• Assignment
Among the entries below, copy every line that carries the word "find".

Stored items from a collection
┌──
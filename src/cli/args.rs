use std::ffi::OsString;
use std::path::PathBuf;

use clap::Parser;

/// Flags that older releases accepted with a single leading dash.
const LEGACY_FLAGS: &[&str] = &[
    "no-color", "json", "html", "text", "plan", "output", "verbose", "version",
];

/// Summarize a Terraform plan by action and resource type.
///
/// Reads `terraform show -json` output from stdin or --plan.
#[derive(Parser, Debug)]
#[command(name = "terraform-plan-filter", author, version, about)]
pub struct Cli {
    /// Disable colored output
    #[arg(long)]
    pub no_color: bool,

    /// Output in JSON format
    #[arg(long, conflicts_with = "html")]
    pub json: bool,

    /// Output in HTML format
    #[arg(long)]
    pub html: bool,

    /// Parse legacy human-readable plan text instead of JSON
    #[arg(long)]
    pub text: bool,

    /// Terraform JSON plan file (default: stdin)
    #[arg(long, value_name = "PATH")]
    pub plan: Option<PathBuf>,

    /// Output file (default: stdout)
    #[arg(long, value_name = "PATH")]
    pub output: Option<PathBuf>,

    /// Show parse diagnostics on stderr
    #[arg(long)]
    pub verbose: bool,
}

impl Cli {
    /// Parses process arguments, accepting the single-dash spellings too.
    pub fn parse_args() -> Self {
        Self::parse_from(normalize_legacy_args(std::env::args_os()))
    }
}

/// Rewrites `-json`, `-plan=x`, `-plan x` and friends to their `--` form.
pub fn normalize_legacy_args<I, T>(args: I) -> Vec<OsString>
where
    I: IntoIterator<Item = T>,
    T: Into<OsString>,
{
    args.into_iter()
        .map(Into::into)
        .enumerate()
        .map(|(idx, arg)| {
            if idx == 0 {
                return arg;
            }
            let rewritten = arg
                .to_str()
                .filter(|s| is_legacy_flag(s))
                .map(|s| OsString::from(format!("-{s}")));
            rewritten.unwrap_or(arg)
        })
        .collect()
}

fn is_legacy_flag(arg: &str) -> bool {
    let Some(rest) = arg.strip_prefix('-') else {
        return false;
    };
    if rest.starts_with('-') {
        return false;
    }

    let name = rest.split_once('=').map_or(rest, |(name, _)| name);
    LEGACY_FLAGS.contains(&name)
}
└──
┌──
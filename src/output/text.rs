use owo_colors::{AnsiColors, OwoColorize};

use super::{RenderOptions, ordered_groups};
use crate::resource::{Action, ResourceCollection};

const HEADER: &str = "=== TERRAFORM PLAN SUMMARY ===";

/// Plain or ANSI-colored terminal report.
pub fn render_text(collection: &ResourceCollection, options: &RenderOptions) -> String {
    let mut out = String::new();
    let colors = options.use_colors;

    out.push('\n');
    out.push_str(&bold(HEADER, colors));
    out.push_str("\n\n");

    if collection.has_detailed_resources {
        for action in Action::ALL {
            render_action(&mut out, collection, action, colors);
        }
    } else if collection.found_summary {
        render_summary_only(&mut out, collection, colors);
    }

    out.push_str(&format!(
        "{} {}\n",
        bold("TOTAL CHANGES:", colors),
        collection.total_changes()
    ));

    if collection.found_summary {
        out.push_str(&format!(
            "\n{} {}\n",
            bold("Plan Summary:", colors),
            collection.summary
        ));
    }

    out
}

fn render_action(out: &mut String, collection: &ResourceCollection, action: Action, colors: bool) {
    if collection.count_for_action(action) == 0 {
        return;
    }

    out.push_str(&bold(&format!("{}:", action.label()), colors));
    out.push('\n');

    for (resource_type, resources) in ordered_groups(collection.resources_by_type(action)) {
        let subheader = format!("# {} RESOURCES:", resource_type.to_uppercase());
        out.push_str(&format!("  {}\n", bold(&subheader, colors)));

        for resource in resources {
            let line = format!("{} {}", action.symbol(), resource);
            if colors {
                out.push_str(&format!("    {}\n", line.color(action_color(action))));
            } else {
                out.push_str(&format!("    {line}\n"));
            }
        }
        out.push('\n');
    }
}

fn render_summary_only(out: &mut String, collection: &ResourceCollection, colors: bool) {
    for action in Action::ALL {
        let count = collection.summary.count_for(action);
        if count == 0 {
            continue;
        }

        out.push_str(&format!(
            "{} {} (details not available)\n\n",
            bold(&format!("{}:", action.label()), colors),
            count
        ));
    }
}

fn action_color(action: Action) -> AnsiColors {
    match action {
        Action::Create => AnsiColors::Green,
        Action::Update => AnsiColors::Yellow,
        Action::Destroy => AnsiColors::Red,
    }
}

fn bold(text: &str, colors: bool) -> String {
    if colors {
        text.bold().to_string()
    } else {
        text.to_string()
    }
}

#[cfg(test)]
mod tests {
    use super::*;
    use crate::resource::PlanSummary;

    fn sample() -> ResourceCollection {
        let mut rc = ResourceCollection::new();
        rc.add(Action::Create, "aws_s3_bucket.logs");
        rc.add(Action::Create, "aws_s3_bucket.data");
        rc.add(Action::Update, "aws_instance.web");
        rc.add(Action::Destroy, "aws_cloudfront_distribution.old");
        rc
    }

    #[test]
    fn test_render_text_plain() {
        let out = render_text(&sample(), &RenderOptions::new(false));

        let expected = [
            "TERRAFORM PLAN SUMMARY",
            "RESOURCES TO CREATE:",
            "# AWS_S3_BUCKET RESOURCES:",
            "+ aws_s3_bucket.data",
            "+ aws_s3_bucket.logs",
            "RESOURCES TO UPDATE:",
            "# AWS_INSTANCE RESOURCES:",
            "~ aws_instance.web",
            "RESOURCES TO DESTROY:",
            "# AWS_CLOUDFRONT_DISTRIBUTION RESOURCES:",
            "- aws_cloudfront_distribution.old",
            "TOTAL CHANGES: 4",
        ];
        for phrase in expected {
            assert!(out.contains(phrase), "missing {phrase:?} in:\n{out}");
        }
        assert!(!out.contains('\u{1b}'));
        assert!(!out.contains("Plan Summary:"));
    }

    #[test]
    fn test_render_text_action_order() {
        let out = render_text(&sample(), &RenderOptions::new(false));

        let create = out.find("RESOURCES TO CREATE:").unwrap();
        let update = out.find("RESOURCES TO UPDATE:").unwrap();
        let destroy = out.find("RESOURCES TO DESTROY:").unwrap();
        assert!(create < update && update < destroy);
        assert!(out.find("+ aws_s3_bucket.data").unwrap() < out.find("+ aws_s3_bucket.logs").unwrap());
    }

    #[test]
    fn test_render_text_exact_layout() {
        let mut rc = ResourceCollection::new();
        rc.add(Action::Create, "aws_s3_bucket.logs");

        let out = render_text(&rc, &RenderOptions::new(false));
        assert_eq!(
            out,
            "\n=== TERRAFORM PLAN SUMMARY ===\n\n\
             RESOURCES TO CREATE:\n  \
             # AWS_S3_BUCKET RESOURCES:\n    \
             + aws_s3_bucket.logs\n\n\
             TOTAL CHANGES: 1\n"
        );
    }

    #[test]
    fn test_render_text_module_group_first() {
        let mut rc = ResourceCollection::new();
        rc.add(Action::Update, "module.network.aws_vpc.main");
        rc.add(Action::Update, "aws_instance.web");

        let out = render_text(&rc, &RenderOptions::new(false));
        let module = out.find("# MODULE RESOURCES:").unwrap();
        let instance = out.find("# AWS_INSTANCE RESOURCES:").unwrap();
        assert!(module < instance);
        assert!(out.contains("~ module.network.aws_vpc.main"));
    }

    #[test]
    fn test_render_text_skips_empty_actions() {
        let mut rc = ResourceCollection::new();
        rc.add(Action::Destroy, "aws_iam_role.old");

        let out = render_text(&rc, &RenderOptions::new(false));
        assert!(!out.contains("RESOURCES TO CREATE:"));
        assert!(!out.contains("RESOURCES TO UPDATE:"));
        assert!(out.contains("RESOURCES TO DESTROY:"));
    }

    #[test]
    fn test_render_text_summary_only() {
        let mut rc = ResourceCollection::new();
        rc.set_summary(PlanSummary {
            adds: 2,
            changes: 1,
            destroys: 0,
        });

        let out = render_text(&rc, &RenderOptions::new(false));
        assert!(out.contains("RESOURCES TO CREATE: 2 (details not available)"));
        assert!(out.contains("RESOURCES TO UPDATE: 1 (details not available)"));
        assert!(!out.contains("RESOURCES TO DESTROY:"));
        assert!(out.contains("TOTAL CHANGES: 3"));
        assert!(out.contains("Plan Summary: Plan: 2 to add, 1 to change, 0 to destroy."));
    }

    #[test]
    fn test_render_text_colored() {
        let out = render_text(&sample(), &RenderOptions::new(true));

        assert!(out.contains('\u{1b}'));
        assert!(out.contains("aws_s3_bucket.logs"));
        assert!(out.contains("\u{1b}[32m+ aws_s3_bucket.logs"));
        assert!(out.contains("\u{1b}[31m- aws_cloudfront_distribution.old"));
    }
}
└──
• Result for this exercise
        let create = out.find("RESOURCES TO CREATE:").unwrap();
        let update = out.find("RESOURCES TO UPDATE:").unwrap();
        let destroy = out.find("RESOURCES TO DESTROY:").unwrap();
        assert!(out.find("+ aws_s3_bucket.data").unwrap() < out.find("+ aws_s3_bucket.logs").unwrap());
        let module = out.find("# MODULE RESOURCES:").unwrap();
        let instance = out.find("# AWS_INSTANCE RESOURCES:").unwrap();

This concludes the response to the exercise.